[EXERCISE DATA Boundary: Start]
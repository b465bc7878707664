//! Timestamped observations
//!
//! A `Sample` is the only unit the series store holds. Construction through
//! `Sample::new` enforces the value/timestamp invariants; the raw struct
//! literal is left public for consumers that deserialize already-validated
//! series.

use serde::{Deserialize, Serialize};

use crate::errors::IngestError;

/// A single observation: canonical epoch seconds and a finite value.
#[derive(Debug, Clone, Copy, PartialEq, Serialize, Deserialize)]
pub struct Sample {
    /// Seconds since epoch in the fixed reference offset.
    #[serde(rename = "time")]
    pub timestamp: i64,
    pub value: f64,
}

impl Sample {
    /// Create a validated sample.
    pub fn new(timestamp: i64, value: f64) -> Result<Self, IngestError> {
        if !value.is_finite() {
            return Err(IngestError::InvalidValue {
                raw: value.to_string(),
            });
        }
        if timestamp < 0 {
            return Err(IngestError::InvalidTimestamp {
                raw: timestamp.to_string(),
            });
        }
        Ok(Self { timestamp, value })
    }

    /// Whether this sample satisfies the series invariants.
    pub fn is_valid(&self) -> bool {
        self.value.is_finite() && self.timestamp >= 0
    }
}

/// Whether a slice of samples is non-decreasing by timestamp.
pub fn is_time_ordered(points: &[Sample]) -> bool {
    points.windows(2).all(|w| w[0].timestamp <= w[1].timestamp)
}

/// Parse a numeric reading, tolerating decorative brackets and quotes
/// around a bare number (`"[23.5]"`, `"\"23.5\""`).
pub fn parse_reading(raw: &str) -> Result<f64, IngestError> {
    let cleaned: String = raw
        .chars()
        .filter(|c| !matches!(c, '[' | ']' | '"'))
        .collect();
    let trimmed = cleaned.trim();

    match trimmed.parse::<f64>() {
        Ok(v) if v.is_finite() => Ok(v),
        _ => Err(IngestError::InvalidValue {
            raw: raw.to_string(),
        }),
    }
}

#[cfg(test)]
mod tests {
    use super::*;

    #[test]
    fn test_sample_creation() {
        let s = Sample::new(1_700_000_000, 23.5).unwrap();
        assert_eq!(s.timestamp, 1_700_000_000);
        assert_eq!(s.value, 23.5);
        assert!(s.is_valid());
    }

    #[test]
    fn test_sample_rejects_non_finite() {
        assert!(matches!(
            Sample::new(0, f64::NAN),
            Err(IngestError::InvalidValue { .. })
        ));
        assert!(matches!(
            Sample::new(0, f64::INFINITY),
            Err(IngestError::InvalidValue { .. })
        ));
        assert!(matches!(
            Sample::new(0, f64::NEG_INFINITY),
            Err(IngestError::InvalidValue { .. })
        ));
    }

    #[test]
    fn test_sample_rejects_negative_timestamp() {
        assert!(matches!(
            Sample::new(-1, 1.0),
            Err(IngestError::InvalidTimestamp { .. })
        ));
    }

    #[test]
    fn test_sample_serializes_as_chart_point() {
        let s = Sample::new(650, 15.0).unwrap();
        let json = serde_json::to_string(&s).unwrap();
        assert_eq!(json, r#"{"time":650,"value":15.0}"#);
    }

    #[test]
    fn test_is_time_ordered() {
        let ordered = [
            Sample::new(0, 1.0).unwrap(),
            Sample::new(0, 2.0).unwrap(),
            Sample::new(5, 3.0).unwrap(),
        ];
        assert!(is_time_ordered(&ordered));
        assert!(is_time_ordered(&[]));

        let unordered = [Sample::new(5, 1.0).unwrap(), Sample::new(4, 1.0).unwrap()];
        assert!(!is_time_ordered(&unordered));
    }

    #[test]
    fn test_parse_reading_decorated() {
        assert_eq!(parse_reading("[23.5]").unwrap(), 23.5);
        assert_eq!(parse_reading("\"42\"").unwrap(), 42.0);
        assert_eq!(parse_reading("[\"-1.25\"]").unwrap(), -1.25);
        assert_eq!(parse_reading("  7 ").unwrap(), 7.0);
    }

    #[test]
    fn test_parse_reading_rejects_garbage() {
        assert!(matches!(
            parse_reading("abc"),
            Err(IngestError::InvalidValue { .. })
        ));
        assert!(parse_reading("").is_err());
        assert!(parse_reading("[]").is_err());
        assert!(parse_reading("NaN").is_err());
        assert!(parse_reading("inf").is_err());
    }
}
[EXERCISE DATA Boundary: End]
[EXERCISE DATA Boundary: Start]
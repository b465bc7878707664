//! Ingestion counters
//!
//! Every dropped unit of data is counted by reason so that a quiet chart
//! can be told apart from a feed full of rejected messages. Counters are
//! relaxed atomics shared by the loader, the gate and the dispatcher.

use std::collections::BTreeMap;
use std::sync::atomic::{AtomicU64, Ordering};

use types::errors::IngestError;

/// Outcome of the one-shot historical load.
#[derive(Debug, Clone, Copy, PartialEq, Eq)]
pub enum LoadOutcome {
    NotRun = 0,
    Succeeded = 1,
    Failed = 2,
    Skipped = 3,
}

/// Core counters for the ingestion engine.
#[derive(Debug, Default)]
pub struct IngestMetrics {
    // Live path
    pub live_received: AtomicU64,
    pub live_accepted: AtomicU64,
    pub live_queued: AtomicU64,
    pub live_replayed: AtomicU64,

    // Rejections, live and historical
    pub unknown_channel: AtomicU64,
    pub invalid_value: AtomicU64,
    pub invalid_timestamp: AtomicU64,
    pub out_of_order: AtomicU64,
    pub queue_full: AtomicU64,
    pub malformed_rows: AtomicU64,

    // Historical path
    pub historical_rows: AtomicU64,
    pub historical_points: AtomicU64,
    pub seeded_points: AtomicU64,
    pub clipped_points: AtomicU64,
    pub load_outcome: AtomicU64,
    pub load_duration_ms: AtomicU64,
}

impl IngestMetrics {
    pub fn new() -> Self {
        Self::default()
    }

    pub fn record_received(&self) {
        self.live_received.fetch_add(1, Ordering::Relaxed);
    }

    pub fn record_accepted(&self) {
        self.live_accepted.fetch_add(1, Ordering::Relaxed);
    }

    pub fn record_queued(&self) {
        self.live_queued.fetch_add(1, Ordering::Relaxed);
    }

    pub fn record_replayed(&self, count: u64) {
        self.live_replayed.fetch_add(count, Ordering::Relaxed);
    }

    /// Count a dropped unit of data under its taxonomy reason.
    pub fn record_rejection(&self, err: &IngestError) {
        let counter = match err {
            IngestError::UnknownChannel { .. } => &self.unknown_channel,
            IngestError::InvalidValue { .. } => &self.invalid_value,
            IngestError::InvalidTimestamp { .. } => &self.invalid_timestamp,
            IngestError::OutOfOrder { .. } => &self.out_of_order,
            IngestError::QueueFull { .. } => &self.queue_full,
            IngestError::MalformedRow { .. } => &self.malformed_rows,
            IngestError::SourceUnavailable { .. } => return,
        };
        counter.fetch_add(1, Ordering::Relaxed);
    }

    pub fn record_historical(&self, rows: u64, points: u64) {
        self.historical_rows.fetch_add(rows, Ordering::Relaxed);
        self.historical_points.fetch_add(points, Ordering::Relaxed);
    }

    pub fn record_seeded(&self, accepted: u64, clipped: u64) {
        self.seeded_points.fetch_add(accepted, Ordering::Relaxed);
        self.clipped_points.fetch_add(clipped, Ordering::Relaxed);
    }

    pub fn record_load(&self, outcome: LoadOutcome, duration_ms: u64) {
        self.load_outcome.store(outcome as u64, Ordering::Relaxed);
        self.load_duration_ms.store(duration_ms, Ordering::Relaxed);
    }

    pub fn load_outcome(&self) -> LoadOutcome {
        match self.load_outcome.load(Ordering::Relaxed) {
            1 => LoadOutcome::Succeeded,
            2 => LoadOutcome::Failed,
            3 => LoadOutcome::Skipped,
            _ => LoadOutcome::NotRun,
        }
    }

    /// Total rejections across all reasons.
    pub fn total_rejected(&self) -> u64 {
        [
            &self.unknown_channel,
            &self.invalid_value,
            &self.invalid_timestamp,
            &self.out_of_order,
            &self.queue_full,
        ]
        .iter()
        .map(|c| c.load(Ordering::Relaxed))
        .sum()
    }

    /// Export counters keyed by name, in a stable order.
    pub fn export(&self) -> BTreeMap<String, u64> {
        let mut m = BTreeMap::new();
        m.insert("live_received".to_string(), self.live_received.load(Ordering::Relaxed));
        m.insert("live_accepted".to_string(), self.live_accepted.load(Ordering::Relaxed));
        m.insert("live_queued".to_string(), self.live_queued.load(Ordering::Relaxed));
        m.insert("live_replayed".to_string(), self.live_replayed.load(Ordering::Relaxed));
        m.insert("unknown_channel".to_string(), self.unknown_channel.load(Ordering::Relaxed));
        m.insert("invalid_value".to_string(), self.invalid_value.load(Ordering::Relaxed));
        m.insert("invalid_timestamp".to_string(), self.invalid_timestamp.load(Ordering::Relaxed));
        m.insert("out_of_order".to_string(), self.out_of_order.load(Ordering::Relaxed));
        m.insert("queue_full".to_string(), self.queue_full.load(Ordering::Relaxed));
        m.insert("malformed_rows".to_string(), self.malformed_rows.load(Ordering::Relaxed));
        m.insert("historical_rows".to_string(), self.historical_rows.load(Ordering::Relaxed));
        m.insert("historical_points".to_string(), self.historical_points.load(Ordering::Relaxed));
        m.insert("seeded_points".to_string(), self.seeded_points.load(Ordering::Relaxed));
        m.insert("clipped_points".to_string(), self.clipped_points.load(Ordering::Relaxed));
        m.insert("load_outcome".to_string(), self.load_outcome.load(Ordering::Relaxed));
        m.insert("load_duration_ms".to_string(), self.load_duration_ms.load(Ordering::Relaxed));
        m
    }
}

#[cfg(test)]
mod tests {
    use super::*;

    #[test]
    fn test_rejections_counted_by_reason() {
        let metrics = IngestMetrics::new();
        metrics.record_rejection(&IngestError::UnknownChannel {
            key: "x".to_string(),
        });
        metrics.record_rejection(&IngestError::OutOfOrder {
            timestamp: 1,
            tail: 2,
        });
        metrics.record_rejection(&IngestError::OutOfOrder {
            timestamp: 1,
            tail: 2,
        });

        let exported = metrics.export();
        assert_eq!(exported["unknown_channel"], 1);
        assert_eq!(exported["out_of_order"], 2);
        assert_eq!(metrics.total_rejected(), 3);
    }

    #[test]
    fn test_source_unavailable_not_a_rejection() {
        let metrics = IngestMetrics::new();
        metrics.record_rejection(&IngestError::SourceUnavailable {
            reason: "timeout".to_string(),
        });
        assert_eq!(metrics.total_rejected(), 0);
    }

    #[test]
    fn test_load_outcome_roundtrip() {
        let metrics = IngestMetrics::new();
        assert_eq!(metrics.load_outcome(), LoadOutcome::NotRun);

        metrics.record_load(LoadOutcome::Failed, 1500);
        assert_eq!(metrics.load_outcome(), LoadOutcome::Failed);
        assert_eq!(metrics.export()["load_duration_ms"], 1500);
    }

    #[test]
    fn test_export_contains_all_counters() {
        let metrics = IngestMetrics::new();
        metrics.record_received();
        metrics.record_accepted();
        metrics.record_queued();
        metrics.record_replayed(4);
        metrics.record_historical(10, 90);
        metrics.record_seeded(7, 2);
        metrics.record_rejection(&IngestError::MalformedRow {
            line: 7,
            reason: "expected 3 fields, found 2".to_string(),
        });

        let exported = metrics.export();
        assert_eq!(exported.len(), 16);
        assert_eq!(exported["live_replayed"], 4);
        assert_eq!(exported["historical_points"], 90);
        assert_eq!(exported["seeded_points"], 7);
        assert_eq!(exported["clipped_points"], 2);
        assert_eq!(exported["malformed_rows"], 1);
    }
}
[EXERCISE DATA Boundary: End]
> **TASK OBJECTIVE**:
Going through the listing above, copy out every line that has the string "store".

> **RESULT FOR THIS TASK**:
//! A `Sample` is the only unit the series store holds. Construction through
        self.load_outcome.store(outcome as u64, Ordering::Relaxed);
        self.load_duration_ms.store(duration_ms, Ordering::Relaxed);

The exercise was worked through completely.